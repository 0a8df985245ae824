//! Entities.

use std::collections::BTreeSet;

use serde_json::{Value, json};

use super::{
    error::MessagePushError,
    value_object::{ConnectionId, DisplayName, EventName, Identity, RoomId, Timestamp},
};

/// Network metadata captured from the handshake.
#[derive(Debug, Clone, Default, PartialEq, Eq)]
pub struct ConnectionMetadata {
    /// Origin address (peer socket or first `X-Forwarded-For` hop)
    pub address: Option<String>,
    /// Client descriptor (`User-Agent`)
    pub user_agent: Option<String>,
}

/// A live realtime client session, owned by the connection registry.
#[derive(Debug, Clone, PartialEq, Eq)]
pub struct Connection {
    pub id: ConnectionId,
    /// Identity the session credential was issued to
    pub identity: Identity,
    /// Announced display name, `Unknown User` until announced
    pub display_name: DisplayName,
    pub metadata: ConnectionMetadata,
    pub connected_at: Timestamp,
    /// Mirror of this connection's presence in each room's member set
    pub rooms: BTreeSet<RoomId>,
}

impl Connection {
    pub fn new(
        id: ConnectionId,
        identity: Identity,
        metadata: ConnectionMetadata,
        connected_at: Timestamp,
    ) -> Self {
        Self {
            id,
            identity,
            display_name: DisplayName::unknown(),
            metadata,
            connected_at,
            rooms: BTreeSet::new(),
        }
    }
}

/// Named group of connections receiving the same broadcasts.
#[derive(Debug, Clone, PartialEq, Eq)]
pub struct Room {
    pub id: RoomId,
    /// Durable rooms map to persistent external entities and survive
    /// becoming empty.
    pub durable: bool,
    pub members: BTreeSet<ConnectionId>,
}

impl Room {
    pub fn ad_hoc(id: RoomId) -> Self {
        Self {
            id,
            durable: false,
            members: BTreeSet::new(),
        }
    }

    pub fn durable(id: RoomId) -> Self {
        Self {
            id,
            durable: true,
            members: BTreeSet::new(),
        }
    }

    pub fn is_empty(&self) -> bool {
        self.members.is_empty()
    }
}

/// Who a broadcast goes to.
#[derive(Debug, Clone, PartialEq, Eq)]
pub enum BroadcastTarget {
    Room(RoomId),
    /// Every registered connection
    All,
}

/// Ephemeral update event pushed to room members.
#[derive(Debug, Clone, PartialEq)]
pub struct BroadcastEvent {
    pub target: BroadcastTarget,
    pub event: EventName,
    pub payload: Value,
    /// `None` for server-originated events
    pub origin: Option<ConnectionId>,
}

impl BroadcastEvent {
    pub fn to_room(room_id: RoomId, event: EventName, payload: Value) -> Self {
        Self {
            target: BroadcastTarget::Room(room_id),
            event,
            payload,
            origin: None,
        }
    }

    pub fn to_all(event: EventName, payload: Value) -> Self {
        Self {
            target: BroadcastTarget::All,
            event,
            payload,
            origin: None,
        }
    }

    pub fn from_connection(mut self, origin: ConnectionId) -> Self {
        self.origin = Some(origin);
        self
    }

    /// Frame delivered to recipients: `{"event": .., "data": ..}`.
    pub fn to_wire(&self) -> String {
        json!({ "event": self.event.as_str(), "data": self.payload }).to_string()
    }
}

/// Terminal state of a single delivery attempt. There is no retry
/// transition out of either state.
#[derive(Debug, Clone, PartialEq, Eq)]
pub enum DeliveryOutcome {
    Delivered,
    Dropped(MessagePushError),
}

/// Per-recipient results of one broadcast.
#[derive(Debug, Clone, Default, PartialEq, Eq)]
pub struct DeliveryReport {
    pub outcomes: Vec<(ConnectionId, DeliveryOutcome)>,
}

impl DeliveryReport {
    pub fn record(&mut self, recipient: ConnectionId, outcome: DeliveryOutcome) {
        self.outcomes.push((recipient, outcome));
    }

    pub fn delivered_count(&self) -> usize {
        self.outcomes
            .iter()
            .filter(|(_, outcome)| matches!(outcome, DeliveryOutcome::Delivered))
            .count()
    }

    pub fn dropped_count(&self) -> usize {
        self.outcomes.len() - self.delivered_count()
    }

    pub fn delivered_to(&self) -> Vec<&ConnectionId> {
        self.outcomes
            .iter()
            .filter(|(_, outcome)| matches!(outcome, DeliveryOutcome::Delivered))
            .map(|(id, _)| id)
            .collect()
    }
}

.....

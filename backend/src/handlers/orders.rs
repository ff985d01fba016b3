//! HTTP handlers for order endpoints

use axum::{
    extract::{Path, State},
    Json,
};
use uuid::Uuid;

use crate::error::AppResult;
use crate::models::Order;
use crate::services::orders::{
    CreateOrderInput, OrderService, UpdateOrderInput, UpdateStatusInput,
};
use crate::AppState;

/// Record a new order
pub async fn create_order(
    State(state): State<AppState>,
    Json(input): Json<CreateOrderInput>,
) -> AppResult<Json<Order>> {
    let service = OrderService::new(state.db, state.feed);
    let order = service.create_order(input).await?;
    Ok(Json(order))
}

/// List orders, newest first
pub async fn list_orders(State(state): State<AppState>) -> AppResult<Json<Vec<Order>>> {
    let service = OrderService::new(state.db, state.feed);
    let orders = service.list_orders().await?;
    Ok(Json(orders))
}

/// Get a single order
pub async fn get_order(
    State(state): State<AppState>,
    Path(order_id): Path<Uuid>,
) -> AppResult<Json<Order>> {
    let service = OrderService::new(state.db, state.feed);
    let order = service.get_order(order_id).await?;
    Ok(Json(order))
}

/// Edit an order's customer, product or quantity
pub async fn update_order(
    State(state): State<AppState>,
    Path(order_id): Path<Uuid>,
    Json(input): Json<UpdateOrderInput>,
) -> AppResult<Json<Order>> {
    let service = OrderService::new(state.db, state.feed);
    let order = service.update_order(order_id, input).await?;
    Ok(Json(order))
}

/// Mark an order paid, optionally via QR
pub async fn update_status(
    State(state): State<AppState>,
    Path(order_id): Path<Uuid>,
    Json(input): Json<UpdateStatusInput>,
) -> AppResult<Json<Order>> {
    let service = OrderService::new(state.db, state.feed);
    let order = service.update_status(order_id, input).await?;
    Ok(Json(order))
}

.....

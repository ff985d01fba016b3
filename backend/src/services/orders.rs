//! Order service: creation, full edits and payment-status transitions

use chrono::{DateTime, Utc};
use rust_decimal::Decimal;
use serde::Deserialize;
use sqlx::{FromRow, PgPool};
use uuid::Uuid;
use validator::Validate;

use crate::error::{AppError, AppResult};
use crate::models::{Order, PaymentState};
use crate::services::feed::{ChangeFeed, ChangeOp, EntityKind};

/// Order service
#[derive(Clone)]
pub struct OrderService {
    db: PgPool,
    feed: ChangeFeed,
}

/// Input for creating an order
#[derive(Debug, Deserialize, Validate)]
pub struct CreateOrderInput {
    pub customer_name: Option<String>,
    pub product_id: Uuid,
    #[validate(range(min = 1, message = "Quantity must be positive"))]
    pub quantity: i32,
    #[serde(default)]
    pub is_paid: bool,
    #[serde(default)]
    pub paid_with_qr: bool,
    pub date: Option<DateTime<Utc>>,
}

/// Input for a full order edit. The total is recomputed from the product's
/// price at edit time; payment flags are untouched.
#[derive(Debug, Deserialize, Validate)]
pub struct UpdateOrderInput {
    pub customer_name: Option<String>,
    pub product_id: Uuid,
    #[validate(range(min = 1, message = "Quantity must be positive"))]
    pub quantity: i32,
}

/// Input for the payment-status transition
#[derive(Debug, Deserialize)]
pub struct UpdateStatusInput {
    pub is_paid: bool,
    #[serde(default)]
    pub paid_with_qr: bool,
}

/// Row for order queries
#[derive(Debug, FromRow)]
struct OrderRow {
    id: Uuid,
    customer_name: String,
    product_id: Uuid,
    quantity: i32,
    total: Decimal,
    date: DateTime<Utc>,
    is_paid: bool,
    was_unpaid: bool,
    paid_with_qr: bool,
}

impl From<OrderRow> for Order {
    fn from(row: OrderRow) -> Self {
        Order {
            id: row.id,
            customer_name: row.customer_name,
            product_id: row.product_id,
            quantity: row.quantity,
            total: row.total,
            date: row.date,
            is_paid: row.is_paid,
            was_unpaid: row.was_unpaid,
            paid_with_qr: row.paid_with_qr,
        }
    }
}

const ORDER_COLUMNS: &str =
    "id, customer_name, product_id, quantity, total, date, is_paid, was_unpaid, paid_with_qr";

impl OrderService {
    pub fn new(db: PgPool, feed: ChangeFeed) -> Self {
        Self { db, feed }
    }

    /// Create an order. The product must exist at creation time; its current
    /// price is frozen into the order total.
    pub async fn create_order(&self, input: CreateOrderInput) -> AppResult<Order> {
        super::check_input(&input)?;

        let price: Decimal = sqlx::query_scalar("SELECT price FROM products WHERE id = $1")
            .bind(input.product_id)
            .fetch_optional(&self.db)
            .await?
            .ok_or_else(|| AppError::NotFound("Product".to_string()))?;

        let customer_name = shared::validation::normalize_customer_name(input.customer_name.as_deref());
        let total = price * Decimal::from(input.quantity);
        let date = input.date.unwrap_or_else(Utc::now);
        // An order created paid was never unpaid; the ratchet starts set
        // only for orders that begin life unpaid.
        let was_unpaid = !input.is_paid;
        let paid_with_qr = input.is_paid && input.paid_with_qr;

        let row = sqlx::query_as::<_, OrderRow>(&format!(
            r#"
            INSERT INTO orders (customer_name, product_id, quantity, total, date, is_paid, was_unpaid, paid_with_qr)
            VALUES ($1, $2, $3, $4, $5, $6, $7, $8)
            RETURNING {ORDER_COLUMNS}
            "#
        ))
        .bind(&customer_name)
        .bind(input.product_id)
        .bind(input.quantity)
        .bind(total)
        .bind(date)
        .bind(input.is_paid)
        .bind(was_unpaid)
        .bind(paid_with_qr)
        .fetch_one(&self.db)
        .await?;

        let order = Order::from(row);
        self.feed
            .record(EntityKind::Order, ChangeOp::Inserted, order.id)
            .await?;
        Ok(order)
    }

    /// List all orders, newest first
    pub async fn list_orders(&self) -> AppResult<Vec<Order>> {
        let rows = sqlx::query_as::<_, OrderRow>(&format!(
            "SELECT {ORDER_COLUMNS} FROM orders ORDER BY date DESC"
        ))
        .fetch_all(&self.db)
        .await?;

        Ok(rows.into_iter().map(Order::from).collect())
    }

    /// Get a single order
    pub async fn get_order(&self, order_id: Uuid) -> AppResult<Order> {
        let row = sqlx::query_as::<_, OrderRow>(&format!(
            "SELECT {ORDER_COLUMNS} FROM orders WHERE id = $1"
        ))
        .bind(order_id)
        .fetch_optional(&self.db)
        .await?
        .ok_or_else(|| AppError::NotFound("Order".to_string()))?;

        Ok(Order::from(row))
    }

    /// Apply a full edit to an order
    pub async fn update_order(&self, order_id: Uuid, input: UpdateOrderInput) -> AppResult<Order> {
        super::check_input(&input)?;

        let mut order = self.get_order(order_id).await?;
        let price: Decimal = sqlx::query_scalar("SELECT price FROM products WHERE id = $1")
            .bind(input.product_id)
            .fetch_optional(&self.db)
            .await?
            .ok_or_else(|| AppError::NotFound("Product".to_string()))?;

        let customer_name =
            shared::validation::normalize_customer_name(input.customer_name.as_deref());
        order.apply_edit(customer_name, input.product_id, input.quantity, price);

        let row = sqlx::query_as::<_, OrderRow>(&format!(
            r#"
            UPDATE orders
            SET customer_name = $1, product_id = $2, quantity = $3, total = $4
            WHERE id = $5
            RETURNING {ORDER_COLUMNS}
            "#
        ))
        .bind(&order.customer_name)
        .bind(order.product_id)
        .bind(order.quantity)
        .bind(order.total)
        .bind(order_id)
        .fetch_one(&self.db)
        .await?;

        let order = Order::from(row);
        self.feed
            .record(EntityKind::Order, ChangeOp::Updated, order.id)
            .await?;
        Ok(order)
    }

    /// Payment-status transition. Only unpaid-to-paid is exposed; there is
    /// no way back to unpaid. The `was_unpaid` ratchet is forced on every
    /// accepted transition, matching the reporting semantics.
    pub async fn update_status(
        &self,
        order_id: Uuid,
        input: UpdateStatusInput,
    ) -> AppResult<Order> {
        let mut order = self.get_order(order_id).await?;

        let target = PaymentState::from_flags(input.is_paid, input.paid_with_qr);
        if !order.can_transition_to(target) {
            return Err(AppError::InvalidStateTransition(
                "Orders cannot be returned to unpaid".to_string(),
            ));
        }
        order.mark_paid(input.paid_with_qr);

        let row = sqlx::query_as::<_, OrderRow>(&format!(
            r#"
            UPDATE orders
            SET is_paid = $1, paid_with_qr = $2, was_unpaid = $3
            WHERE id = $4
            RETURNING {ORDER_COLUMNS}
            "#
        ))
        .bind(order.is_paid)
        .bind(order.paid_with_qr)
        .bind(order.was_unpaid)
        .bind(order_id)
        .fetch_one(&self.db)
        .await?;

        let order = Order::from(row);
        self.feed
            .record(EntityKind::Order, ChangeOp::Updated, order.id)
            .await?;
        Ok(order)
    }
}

.....

• PROMPT
What lines in the listing include the string "address"? Copy them out.

• YOUR SOLUTION
    /// Origin address (peer socket or first `X-Forwarded-For` hop)
    pub address: Option<String>,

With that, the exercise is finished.